### Exercise goal
Nothing in the data may be changed; retype all of it.

### Source material

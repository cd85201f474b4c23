// File: src/models.rs
// Purpose: Core domain types for the mock clinic

use std::fmt;

use chrono::NaiveDate;
use serde::{Deserialize, Serialize};

#[derive(Debug, Clone, PartialEq, Serialize, Deserialize)]
pub struct Doctor {
    pub id: String,
    pub name: String,
    pub specialization: String,
    pub photo: String,
    /// Lowercase weekday names the doctor is available on
    pub availability: Vec<String>,
    pub email: String,
    pub phone: String,
}

/// One bookable slot in the daily time grid
#[derive(Debug, Clone, PartialEq, Serialize, Deserialize)]
pub struct TimeSlot {
    pub time: String,
    pub available: bool,
}

#[derive(Debug, Clone, Copy, PartialEq, Eq, Serialize, Deserialize)]
#[serde(rename_all = "kebab-case")]
pub enum AppointmentStatus {
    Scheduled,
    CheckedIn,
    Completed,
    Cancelled,
}

impl fmt::Display for AppointmentStatus {
    fn fmt(&self, f: &mut fmt::Formatter<'_>) -> fmt::Result {
        match self {
            AppointmentStatus::Scheduled => write!(f, "scheduled"),
            AppointmentStatus::CheckedIn => write!(f, "checked-in"),
            AppointmentStatus::Completed => write!(f, "completed"),
            AppointmentStatus::Cancelled => write!(f, "cancelled"),
        }
    }
}

#[derive(Debug, Clone, PartialEq, Serialize, Deserialize)]
pub struct Appointment {
    pub id: String,
    pub patient_name: String,
    pub email: String,
    pub doctor_id: String,
    pub date: NaiveDate,
    pub time_slot: String,
    pub status: AppointmentStatus,
    pub reservation_code: String,
}

#[derive(Debug, Clone, Default, PartialEq, Serialize, Deserialize)]
pub struct EmergencyContact {
    pub name: String,
    pub phone: String,
    pub relationship: String,
}

#[derive(Debug, Clone, PartialEq, Serialize, Deserialize)]
pub struct Patient {
    pub id: String,
    pub email: String,
    pub first_name: String,
    pub last_name: String,
    pub phone: String,
    pub date_of_birth: NaiveDate,
    pub address: String,
    pub emergency_contact: EmergencyContact,
    pub medical_history: Vec<String>,
    pub allergies: Vec<String>,
    pub created_at: NaiveDate,
}

impl Patient {
    pub fn full_name(&self) -> String {
        format!("{} {}", self.first_name, self.last_name)
    }
}

/// Validated payload of the booking form
#[derive(Debug, Clone, PartialEq, Serialize, Deserialize)]
pub struct BookingRequest {
    pub full_name: String,
    pub email: String,
    pub doctor_id: String,
    pub date: NaiveDate,
    pub time_slot: String,
}

/// Validated payload of the registration form
#[derive(Debug, Clone, PartialEq, Serialize, Deserialize)]
pub struct RegisterData {
    pub first_name: String,
    pub last_name: String,
    pub email: String,
    pub password: String,
    pub phone: String,
    pub date_of_birth: NaiveDate,
}

#[derive(Debug, Clone, PartialEq, Serialize, Deserialize)]
pub struct Credentials {
    pub email: String,
    pub password: String,
}
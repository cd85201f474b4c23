// File: src/session.rs
// Purpose: Explicit session store for the current patient

use std::collections::HashMap;
use std::sync::{Arc, Mutex};

use mediform::domain::Patient;

const SESSION_KEY: &str = "patient";

/// Key-value storage behind the session store.
///
/// Stands in for browser-local storage; the application supplies one
/// backend instance and passes the store by reference to whatever needs
/// the current identity. There is no ambient global lookup.
pub trait SessionBackend: Send + Sync {
    fn get(&self, key: &str) -> Option<String>;
    fn set(&self, key: &str, value: String);
    fn remove(&self, key: &str);
}

/// In-memory backend, the default for the mock application and tests
#[derive(Default)]
pub struct MemoryBackend {
    entries: Mutex<HashMap<String, String>>,
}

impl SessionBackend for MemoryBackend {
    fn get(&self, key: &str) -> Option<String> {
        self.entries.lock().unwrap().get(key).cloned()
    }

    fn set(&self, key: &str, value: String) {
        self.entries.lock().unwrap().insert(key.to_string(), value);
    }

    fn remove(&self, key: &str) {
        self.entries.lock().unwrap().remove(key);
    }
}

/// Load/save/clear lifecycle for the signed-in patient
#[derive(Clone)]
pub struct SessionStore {
    backend: Arc<dyn SessionBackend>,
}

impl SessionStore {
    pub fn new(backend: Arc<dyn SessionBackend>) -> Self {
        Self { backend }
    }

    pub fn in_memory() -> Self {
        Self::new(Arc::new(MemoryBackend::default()))
    }

    /// Current patient, if a session exists.
    ///
    /// A payload that no longer deserializes is logged, removed and
    /// treated as no session.
    pub fn load(&self) -> Option<Patient> {
        let raw = self.backend.get(SESSION_KEY)?;
        match serde_json::from_str(&raw) {
            Ok(patient) => Some(patient),
            Err(error) => {
                tracing::warn!("Discarding corrupt session payload: {error}");
                self.backend.remove(SESSION_KEY);
                None
            }
        }
    }

    pub fn save(&self, patient: &Patient) -> anyhow::Result<()> {
        let raw = serde_json::to_string(patient)?;
        self.backend.set(SESSION_KEY, raw);
        Ok(())
    }

    pub fn clear(&self) {
        self.backend.remove(SESSION_KEY);
    }
}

### Exercise response
repository cd85201f474b4c23
// File: src/models.rs
// Purpose: Core domain types for the mock clinic

use std::fmt;

use chrono::NaiveDate;
use serde::{Deserialize, Serialize};

#[derive(Debug, Clone, PartialEq, Serialize, Deserialize)]
pub struct Doctor {
    pub id: String,
    pub name: String,
    pub specialization: String,
    pub photo: String,
    /// Lowercase weekday names the doctor is available on
    pub availability: Vec<String>,
    pub email: String,
    pub phone: String,
}

/// One bookable slot in the daily time grid
#[derive(Debug, Clone, PartialEq, Serialize, Deserialize)]
pub struct TimeSlot {
    pub time: String,
    pub available: bool,
}

#[derive(Debug, Clone, Copy, PartialEq, Eq, Serialize, Deserialize)]
#[serde(rename_all = "kebab-case")]
pub enum AppointmentStatus {
    Scheduled,
    CheckedIn,
    Completed,
    Cancelled,
}

impl fmt::Display for AppointmentStatus {
    fn fmt(&self, f: &mut fmt::Formatter<'_>) -> fmt::Result {
        match self {
            AppointmentStatus::Scheduled => write!(f, "scheduled"),
            AppointmentStatus::CheckedIn => write!(f, "checked-in"),
            AppointmentStatus::Completed => write!(f, "completed"),
            AppointmentStatus::Cancelled => write!(f, "cancelled"),
        }
    }
}

#[derive(Debug, Clone, PartialEq, Serialize, Deserialize)]
pub struct Appointment {
    pub id: String,
    pub patient_name: String,
    pub email: String,
    pub doctor_id: String,
    pub date: NaiveDate,
    pub time_slot: String,
    pub status: AppointmentStatus,
    pub reservation_code: String,
}

#[derive(Debug, Clone, Default, PartialEq, Serialize, Deserialize)]
pub struct EmergencyContact {
    pub name: String,
    pub phone: String,
    pub relationship: String,
}

#[derive(Debug, Clone, PartialEq, Serialize, Deserialize)]
pub struct Patient {
    pub id: String,
    pub email: String,
    pub first_name: String,
    pub last_name: String,
    pub phone: String,
    pub date_of_birth: NaiveDate,
    pub address: String,
    pub emergency_contact: EmergencyContact,
    pub medical_history: Vec<String>,
    pub allergies: Vec<String>,
    pub created_at: NaiveDate,
}

impl Patient {
    pub fn full_name(&self) -> String {
        format!("{} {}", self.first_name, self.last_name)
    }
}

/// Validated payload of the booking form
#[derive(Debug, Clone, PartialEq, Serialize, Deserialize)]
pub struct BookingRequest {
    pub full_name: String,
    pub email: String,
    pub doctor_id: String,
    pub date: NaiveDate,
    pub time_slot: String,
}

/// Validated payload of the registration form
#[derive(Debug, Clone, PartialEq, Serialize, Deserialize)]
pub struct RegisterData {
    pub first_name: String,
    pub last_name: String,
    pub email: String,
    pub password: String,
    pub phone: String,
    pub date_of_birth: NaiveDate,
}

#[derive(Debug, Clone, PartialEq, Serialize, Deserialize)]
pub struct Credentials {
    pub email: String,
    pub password: String,
}
repository cd85201f474b4c23
// File: src/session.rs
// Purpose: Explicit session store for the current patient

use std::collections::HashMap;
use std::sync::{Arc, Mutex};

use mediform::domain::Patient;

const SESSION_KEY: &str = "patient";

/// Key-value storage behind the session store.
///
/// Stands in for browser-local storage; the application supplies one
/// backend instance and passes the store by reference to whatever needs
/// the current identity. There is no ambient global lookup.
pub trait SessionBackend: Send + Sync {
    fn get(&self, key: &str) -> Option<String>;
    fn set(&self, key: &str, value: String);
    fn remove(&self, key: &str);
}

/// In-memory backend, the default for the mock application and tests
#[derive(Default)]
pub struct MemoryBackend {
    entries: Mutex<HashMap<String, String>>,
}

impl SessionBackend for MemoryBackend {
    fn get(&self, key: &str) -> Option<String> {
        self.entries.lock().unwrap().get(key).cloned()
    }

    fn set(&self, key: &str, value: String) {
        self.entries.lock().unwrap().insert(key.to_string(), value);
    }

    fn remove(&self, key: &str) {
        self.entries.lock().unwrap().remove(key);
    }
}

/// Load/save/clear lifecycle for the signed-in patient
#[derive(Clone)]
pub struct SessionStore {
    backend: Arc<dyn SessionBackend>,
}

impl SessionStore {
    pub fn new(backend: Arc<dyn SessionBackend>) -> Self {
        Self { backend }
    }

    pub fn in_memory() -> Self {
        Self::new(Arc::new(MemoryBackend::default()))
    }

    /// Current patient, if a session exists.
    ///
    /// A payload that no longer deserializes is logged, removed and
    /// treated as no session.
    pub fn load(&self) -> Option<Patient> {
        let raw = self.backend.get(SESSION_KEY)?;
        match serde_json::from_str(&raw) {
            Ok(patient) => Some(patient),
            Err(error) => {
                tracing::warn!("Discarding corrupt session payload: {error}");
                self.backend.remove(SESSION_KEY);
                None
            }
        }
    }

    pub fn save(&self, patient: &Patient) -> anyhow::Result<()> {
        let raw = serde_json::to_string(patient)?;
        self.backend.set(SESSION_KEY, raw);
        Ok(())
    }

    pub fn clear(&self) {
        self.backend.remove(SESSION_KEY);
    }
}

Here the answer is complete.